→ **INPUT**:
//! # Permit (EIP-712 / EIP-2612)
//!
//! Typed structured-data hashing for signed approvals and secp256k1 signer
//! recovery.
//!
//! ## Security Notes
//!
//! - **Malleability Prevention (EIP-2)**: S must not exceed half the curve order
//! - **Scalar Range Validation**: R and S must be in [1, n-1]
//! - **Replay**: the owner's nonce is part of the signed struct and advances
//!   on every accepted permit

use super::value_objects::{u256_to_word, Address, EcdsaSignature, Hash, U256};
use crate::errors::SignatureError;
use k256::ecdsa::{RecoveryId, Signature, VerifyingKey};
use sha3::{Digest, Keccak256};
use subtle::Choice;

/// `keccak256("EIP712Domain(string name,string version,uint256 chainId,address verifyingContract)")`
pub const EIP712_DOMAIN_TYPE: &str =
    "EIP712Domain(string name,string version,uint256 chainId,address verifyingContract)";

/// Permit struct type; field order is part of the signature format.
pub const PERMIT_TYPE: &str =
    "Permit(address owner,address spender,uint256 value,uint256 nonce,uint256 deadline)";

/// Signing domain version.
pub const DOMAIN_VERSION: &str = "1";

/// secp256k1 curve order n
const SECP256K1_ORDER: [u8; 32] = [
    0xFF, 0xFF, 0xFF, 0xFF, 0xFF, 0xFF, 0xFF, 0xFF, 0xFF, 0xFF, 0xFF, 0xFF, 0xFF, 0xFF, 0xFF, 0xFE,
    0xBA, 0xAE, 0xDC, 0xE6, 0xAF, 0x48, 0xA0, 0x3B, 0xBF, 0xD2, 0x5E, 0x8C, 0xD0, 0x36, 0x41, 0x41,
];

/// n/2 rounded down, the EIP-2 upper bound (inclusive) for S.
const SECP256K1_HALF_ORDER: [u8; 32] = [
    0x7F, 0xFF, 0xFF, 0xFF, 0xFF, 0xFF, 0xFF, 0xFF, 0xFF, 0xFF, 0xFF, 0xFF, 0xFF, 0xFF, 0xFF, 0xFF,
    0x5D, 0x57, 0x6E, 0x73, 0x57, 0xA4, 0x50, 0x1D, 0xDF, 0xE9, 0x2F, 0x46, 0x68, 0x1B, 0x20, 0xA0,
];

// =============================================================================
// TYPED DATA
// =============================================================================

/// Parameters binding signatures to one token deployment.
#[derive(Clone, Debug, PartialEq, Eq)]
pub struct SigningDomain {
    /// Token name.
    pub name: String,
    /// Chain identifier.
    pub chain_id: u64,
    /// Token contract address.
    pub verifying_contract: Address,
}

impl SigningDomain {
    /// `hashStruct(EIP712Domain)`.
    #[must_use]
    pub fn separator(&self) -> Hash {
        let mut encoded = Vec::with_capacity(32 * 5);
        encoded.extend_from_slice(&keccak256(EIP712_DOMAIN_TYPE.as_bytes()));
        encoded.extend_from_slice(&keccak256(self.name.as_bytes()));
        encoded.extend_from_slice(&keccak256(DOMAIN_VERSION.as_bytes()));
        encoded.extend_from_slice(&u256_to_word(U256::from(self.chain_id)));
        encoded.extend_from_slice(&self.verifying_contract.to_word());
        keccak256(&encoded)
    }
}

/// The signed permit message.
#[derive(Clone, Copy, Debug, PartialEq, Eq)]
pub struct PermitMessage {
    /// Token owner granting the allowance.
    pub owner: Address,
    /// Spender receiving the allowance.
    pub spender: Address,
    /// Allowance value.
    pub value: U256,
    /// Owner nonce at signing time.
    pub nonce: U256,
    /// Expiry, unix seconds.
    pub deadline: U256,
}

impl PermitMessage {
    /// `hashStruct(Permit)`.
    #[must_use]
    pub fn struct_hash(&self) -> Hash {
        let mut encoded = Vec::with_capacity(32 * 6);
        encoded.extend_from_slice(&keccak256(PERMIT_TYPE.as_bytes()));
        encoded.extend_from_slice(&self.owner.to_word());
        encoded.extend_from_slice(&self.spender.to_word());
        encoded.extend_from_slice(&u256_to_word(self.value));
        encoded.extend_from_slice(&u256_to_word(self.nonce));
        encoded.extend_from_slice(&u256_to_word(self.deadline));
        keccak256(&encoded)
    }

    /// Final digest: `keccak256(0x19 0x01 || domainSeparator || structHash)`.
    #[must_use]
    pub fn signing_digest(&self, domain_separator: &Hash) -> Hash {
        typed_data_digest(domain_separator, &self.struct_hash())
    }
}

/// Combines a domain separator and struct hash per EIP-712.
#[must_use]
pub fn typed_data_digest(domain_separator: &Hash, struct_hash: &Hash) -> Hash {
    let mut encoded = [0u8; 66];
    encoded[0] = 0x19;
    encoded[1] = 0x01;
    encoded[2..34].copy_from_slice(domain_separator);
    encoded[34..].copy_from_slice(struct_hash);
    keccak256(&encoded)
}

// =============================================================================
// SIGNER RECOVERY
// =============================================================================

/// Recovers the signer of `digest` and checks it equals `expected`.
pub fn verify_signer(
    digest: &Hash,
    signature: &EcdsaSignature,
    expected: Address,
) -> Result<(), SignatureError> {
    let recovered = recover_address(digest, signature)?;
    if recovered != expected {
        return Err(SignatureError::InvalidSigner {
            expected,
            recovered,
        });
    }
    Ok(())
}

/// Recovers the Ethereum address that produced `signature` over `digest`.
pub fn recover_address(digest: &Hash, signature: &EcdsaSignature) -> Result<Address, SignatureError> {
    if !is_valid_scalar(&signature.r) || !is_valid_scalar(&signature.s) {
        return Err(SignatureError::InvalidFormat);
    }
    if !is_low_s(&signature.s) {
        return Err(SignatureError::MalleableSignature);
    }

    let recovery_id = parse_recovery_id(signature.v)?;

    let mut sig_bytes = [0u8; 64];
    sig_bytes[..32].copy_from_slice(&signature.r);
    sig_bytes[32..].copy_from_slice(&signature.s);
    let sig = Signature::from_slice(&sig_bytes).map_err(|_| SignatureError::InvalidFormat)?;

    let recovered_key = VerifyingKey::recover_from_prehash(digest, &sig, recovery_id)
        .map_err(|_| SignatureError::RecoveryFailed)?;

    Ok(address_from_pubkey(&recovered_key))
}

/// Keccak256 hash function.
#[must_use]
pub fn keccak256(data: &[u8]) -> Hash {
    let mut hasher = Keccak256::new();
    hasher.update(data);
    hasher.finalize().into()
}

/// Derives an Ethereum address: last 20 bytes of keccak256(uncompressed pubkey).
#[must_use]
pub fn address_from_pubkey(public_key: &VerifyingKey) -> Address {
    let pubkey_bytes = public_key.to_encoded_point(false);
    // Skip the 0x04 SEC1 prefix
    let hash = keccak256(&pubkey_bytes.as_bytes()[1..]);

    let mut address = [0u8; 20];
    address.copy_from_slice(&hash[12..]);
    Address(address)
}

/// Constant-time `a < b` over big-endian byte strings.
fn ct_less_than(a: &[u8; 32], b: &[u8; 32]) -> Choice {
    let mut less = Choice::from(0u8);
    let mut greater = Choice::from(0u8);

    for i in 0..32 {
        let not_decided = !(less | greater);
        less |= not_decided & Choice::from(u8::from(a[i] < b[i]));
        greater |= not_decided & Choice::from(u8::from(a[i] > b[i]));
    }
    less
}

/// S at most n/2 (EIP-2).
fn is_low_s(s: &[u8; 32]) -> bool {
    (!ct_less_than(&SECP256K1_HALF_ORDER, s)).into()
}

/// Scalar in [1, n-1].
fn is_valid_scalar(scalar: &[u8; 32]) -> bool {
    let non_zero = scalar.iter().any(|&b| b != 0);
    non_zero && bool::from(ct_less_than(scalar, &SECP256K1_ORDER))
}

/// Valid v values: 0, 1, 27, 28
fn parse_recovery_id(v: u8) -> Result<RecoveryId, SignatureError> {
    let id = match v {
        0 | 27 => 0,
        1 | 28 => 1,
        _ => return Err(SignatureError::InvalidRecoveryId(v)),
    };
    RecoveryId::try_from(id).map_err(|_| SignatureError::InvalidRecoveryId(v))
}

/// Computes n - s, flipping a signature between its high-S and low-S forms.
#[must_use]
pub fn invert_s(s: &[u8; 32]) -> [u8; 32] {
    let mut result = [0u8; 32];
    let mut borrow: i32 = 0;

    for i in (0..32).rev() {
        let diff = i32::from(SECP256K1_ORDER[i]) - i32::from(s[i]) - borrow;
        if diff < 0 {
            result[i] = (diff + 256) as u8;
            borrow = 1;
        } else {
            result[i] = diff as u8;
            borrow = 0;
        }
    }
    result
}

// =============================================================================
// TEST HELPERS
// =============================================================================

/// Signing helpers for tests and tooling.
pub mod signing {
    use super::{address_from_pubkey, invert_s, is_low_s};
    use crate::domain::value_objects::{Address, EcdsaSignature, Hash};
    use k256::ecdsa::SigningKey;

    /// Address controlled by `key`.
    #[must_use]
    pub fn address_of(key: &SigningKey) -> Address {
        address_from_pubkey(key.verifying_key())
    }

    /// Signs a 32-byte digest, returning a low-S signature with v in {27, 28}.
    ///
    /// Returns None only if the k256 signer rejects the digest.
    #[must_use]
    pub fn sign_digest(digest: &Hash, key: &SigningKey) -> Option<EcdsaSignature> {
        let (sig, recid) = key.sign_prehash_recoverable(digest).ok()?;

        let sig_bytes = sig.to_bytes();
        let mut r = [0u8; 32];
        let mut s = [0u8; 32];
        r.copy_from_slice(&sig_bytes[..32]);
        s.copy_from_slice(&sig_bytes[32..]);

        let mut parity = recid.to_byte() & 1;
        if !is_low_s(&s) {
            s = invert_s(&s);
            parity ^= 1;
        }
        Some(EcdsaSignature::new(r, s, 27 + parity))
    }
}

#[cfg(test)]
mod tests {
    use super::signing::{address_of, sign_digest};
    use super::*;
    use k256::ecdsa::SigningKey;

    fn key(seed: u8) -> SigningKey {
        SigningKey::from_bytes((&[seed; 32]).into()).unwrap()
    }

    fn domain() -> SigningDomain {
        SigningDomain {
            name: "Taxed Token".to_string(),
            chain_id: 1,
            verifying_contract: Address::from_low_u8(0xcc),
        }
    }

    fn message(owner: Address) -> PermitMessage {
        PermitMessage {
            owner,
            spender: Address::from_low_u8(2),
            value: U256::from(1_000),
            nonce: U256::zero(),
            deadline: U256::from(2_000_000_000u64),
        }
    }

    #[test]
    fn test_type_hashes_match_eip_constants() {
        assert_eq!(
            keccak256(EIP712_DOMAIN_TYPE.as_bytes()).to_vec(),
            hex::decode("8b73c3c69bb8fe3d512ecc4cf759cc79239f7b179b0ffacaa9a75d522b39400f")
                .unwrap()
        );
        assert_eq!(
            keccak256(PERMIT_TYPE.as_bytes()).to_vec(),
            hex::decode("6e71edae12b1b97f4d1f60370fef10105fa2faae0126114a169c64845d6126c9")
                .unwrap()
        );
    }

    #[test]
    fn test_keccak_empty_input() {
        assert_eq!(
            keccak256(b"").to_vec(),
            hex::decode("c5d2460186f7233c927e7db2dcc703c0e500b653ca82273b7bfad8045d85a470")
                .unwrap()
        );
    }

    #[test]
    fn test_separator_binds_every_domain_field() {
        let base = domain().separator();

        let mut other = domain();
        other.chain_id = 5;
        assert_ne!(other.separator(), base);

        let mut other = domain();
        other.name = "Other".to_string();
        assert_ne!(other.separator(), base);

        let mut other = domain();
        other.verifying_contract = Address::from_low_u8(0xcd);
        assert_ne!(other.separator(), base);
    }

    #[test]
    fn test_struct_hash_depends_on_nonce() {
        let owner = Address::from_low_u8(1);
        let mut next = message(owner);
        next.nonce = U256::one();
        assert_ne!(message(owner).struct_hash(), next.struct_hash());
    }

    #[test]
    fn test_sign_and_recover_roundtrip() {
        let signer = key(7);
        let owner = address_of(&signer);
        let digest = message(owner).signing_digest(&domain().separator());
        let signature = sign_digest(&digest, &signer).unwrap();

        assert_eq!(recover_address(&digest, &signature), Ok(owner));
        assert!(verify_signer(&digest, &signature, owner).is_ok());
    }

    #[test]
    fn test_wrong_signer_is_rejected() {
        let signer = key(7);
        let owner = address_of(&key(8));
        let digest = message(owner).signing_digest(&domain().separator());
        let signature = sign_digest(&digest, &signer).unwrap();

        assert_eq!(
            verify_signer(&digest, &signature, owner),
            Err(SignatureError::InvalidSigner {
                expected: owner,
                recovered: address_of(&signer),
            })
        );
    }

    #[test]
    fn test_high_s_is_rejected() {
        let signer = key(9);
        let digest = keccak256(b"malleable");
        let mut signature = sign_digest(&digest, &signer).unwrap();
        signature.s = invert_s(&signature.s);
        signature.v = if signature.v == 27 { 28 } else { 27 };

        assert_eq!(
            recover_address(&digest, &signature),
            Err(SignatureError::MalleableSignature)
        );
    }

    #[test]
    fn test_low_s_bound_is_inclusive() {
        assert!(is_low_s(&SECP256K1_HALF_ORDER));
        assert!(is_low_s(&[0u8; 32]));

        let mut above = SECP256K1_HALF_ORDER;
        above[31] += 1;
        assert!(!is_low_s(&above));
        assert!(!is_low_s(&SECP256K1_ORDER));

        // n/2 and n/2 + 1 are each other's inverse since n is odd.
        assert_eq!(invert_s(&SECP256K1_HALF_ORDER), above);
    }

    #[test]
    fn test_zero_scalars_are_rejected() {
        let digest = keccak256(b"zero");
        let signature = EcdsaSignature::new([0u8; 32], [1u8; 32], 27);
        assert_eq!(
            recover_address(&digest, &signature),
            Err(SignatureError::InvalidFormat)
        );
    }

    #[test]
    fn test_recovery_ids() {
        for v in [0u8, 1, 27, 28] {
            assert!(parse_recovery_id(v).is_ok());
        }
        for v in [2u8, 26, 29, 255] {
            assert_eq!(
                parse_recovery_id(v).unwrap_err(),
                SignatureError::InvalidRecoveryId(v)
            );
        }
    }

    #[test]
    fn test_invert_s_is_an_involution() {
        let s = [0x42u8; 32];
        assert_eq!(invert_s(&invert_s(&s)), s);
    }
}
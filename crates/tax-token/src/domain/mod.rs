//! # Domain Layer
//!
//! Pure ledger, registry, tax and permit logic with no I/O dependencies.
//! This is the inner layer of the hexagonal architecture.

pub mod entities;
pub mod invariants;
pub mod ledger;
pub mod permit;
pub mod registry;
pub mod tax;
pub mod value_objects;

→ **WHAT THE TASK REQUIRES**: Return each line of the records above in which the word "borrow" occurs.

→ **PROBLEM SOLUTION**:
    let mut borrow: i32 = 0;
        let diff = i32::from(SECP256K1_ORDER[i]) - i32::from(s[i]) - borrow;
            borrow = 1;
            borrow = 0;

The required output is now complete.